Abstract
Cystic fibrosis (CF) is caused by a defect in the CF transmembrane regulator that leads to depletion and dehydration of the airway surface liquid (ASL) of the lung epithelium, providing an environment that can be infected by bacteria leading to increased morbidity and mortality. Pseudomonas aeruginosa chronically infects more than 80% of CF patients and one hallmark of infection is the emergence of a mucoid phenotype associated with a worsening prognosis and more rapid decline in lung function. Hypertonic saline (HS) is a clinically proven treatment that improves mucociliary clearance through partial rehydration of the ASL of the lung. Strikingly, while HS therapy does not alter the prevalence of P. aeruginosa in the CF lung it does decrease the frequency of episodes of acute, severe illness known as infective exacerbations among CF patients.

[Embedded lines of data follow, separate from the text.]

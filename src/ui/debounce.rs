//! Time-based debouncing of the raw button level.
//!
//! A new level is only accepted once it has been sampled continuously for
//! `debounce_ms`. Shorter glitches, like contact bounce on release or a
//! blip during a long hold, never reach `ButtonClassifier`.

use crate::config::ClusterConfig;

#[derive(Clone, Debug)]
pub struct Debouncer {
    stable: bool,
    candidate: bool,
    since_ms: u64,
    debounce_ms: u64,
}

impl Debouncer {
    /// Starts in the released state.
    pub const fn new(config: &ClusterConfig) -> Self {
        Self {
            stable: false,
            candidate: false,
            since_ms: 0,
            debounce_ms: config.button_debounce_ms,
        }
    }

    /// Feed one raw sample and return the debounced level.
    pub fn sample(&mut self, level: bool, now_ms: u64) -> bool {
        if level != self.candidate {
            self.candidate = level;
            self.since_ms = now_ms;
        }
        if self.candidate != self.stable
            && now_ms.saturating_sub(self.since_ms) >= self.debounce_ms
        {
            self.stable = self.candidate;
        }
        self.stable
    }

    pub fn level(&self) -> bool {
        self.stable
    }
}
//! Display mode state machine.
//!
//! Owns `UiState`. `ResetTrip` is forwarded to the trip owner; this
//! controller holds no distance data itself.

use super::input_logic::next_screen;
use super::{Intent, UiState};
use crate::config::ClusterConfig;
use crate::odometer::TripReset;

#[derive(Clone, Debug)]
pub struct DisplayModeController {
    state: UiState,
    max_screen_index: u8,
}

impl DisplayModeController {
    pub const fn new(config: &ClusterConfig) -> Self {
        Self {
            state: UiState {
                screen_index: 0,
                debug_mode: false,
            },
            max_screen_index: config.max_screen_index,
        }
    }

    /// Apply one intent and return the resulting state.
    pub fn apply(&mut self, intent: Intent, trip: &mut impl TripReset) -> UiState {
        match intent {
            Intent::NextScreen => {
                self.state.screen_index = next_screen(self.state.screen_index, self.max_screen_index);
            }
            Intent::ResetTrip => {
                trip.reset_trip();
                crate::log_info!("Trip meter reset");
            }
            Intent::ToggleDebug => {
                self.state.debug_mode = !self.state.debug_mode;
                crate::log_info!("Debug mode: {}", self.state.debug_mode);
            }
        }
        self.state
    }

    pub fn state(&self) -> UiState {
        self.state
    }
}
//! Logging macros.
//!
//! - `defmt` feature: forwarded to `defmt`
//! - Host unit tests: printed with `println!`
//! - Host, non-test: no-op
//!
//! Format strings must stay within what both `defmt` and `core::fmt`
//! accept: `{}` for primitives, `{:?}` for crate enums.

#[macro_export]
#[doc(hidden)]
macro_rules! log_info {
    ($($arg:tt)*) => {{
        #[cfg(feature = "defmt")]
        ::defmt::info!($($arg)*);

        #[cfg(all(not(feature = "defmt"), test))]
        println!("[INFO] {}", format!($($arg)*));
    }};
}

#[macro_export]
#[doc(hidden)]
macro_rules! log_warn {
    ($($arg:tt)*) => {{
        #[cfg(feature = "defmt")]
        ::defmt::warn!($($arg)*);

        #[cfg(all(not(feature = "defmt"), test))]
        println!("[WARN] {}", format!($($arg)*));
    }};
}

#[macro_export]
#[doc(hidden)]
macro_rules! log_debug {
    ($($arg:tt)*) => {{
        #[cfg(feature = "defmt")]
        ::defmt::debug!($($arg)*);

        #[cfg(all(not(feature = "defmt"), test))]
        println!("[DEBUG] {}", format!($($arg)*));
    }};
}

#[macro_export]
#[doc(hidden)]
macro_rules! log_error {
    ($($arg:tt)*) => {{
        #[cfg(feature = "defmt")]
        ::defmt::error!($($arg)*);

        #[cfg(all(not(feature = "defmt"), test))]
        println!("[ERROR] {}", format!($($arg)*));
    }};
}
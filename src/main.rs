//! dashcluster firmware entry point (nRF52840).
//!
//! Tasks:
//!   - control loop: polls speed + button every `TICK_MS`, debounces the
//!     button, runs `Cluster::tick`, publishes the readout
//!   - storage: commits checkpoint requests to flash
//!
//! The control loop never waits on flash; checkpoints go through a
//! bounded channel with `try_send`.

#![no_std]
#![no_main]

use dashcluster::config::{CHECKPOINT_QUEUE_DEPTH, TICK_MS};
use dashcluster::readout::Readout;
use dashcluster::storage::{self, FlashStore};
use dashcluster::ui::debounce::Debouncer;
use dashcluster::{CheckpointRequest, Cluster, ClusterConfig, TickSample};
use defmt::{debug, error, info, warn};
use embassy_embedded_hal::adapter::BlockingAsync;
use embassy_executor::Spawner;
use embassy_nrf::gpio::{Input, Pull};
use embassy_nrf::nvmc::Nvmc;
use embassy_sync::blocking_mutex::raw::CriticalSectionRawMutex;
use embassy_sync::channel::{Channel, Receiver};
use embassy_sync::signal::Signal;
use embassy_time::{Duration, Instant, Ticker};
use {defmt_rtt as _, panic_probe as _};

type Flash = FlashStore<BlockingAsync<Nvmc<'static>>>;

/// Latest vehicle speed (km/h), published by the vehicle bus decoder.
pub static SPEED_KMH: Signal<CriticalSectionRawMutex, f32> = Signal::new();

/// Latest readout for the display task, published on each OLED redraw.
pub static READOUT: Signal<CriticalSectionRawMutex, Readout> = Signal::new();

static CHECKPOINTS: Channel<CriticalSectionRawMutex, CheckpointRequest, CHECKPOINT_QUEUE_DEPTH> =
    Channel::new();

#[embassy_executor::main]
async fn main(spawner: Spawner) {
    let p = embassy_nrf::init(Default::default());
    info!("dashcluster booting");

    let mut flash = FlashStore::new(BlockingAsync::new(Nvmc::new(p.NVMC)));

    let config = ClusterConfig::default();
    let mut cluster = match Cluster::new(config) {
        Ok(cluster) => cluster,
        Err(e) => {
            error!("Invalid cluster config: {:?}", e);
            return;
        }
    };

    match storage::restore(&mut flash).await {
        Ok(stored) => cluster.restore(stored),
        Err(e) => warn!("Odometer restore failed, starting from zero: {:?}", e),
    }

    if spawner
        .spawn(storage_task(flash, CHECKPOINTS.receiver()))
        .is_err()
    {
        error!("Failed to spawn storage task");
    }

    // Mode button: active-low with internal pull-up.
    let button = Input::new(p.P0_11, Pull::Up);
    let mut debouncer = Debouncer::new(&config);
    let mut ticker = Ticker::every(Duration::from_millis(TICK_MS));
    let mut speed_kmh = 0.0f32;

    loop {
        if let Some(speed) = SPEED_KMH.try_take() {
            speed_kmh = speed;
        }

        let now_ms = Instant::now().as_millis();
        let report = cluster.tick(TickSample {
            now_ms,
            speed_kmh,
            button_pressed: debouncer.sample(button.is_low(), now_ms),
        });

        if let Some(request) = report.checkpoint {
            if CHECKPOINTS.try_send(request).is_err() {
                warn!("Checkpoint queue full, dropping {:?}", request.cause);
            }
        }

        if let Some(intent) = report.intent {
            info!("Button intent: {:?} -> {:?}", intent, report.ui);
        }

        if report.redraw.oled {
            debug!(
                "ODO {} km, trip {} x100 m, screen {}",
                report.readout.odometer_km,
                report.readout.trip_tenths,
                report.readout.screen_index
            );
            READOUT.signal(report.readout);
        }

        ticker.next().await;
    }
}

#[embassy_executor::task]
async fn storage_task(
    mut flash: Flash,
    requests: Receiver<'static, CriticalSectionRawMutex, CheckpointRequest, CHECKPOINT_QUEUE_DEPTH>,
) {
    loop {
        let request = requests.receive().await;
        match storage::commit(&mut flash, &request).await {
            Ok(()) => info!(
                "Saved odometer ({:?}): total={} trip={}",
                request.cause, request.total_m, request.trip_m
            ),
            Err(e) => error!("Checkpoint write failed: {:?}", e),
        }
    }
}
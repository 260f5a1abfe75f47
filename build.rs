//! Build script - copies the linker script into the output directory
//! so that the linker can find it at link time (embedded builds only).

use std::env;
use std::fs;
use std::path::PathBuf;

fn main() {
    println!("cargo:rerun-if-changed=build.rs");

    // Host builds (unit tests) link without memory.x.
    if env::var_os("CARGO_FEATURE_EMBEDDED").is_none() {
        return;
    }

    let out_dir = PathBuf::from(env::var("OUT_DIR").unwrap());

    // Copy memory.x to OUT_DIR
    fs::copy("memory.x", out_dir.join("memory.x")).unwrap();

    // Tell cargo to look for linker scripts in OUT_DIR
    println!("cargo:rustc-link-search={}", out_dir.display());

    // Rebuild if the linker script changes
    println!("cargo:rerun-if-changed=memory.x");
}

In this article, we propose a hypothesis whereby the positive clinical effects of HS treatment are explained by the osmotic sensitivity of the mucoid sub-population of P. aeruginosa in the CF lung leading to selection against this group in favor of the osmotically resistant non-mucoid variants.
Highlights
In this paper we will discuss the background to the use of hypertonic saline (HS) in the treatment of cystic fibrosis (CF) and propose a hypothesis whereby the positive effects of this approach can be explained by population shifts of Pseudomonas aeruginosa, the major chronic infecting bacterium of the CF lung.Cystic Fibrosis and Chronic Pseudomonas aeruginosa Infection Cystic fibrosis is an inherited condition that results from mutations in the gene encoding the CF transmembrane regulator (CFTR), a cAMP-regulated chloride channel in epithelial tissues
We propose a hypothesis whereby the positive clinical effects of HS treatment are explained by the osmotic sensitivity of the mucoid sub-population of P. aeruginosa in the CF lung leading to selection against this group in favor of the osmotically resistant nonmucoid variants
As more than 80% of adult CF patients have mucoid P. aeruginosa, mucoid biofilms may act as a reservoir for the infection of previously healthy parts of the lung through biofilm dispersal mechanisms that lead to the release of motile, non-mucoid bacteria (VanDevanter and Van Dalfsen, 2005; Kirov et al, 2007; Bjarnsholt et al, 2010), this proposal has been challenged (Reid et al, 2006) and mucoid variants have been shown to be seeding dispersal proficient (Kirov et al, 2007)
Summary
In this paper we will discuss the background to the use of hypertonic saline (HS) in the treatment of cystic fibrosis (CF) and propose a hypothesis whereby the positive effects of this approach can be explained by population shifts of Pseudomonas aeruginosa, the major chronic infecting bacterium of the CF lung.Cystic Fibrosis and Chronic Pseudomonas aeruginosa Infection Cystic fibrosis is an inherited condition that results from mutations in the gene encoding the CF transmembrane regulator (CFTR), a cAMP-regulated chloride channel in epithelial tissues. We propose a hypothesis whereby the positive clinical effects of HS treatment are explained by the osmotic sensitivity of the mucoid sub-population of P. aeruginosa in the CF lung leading to selection against this group in favor of the osmotically resistant nonmucoid variants.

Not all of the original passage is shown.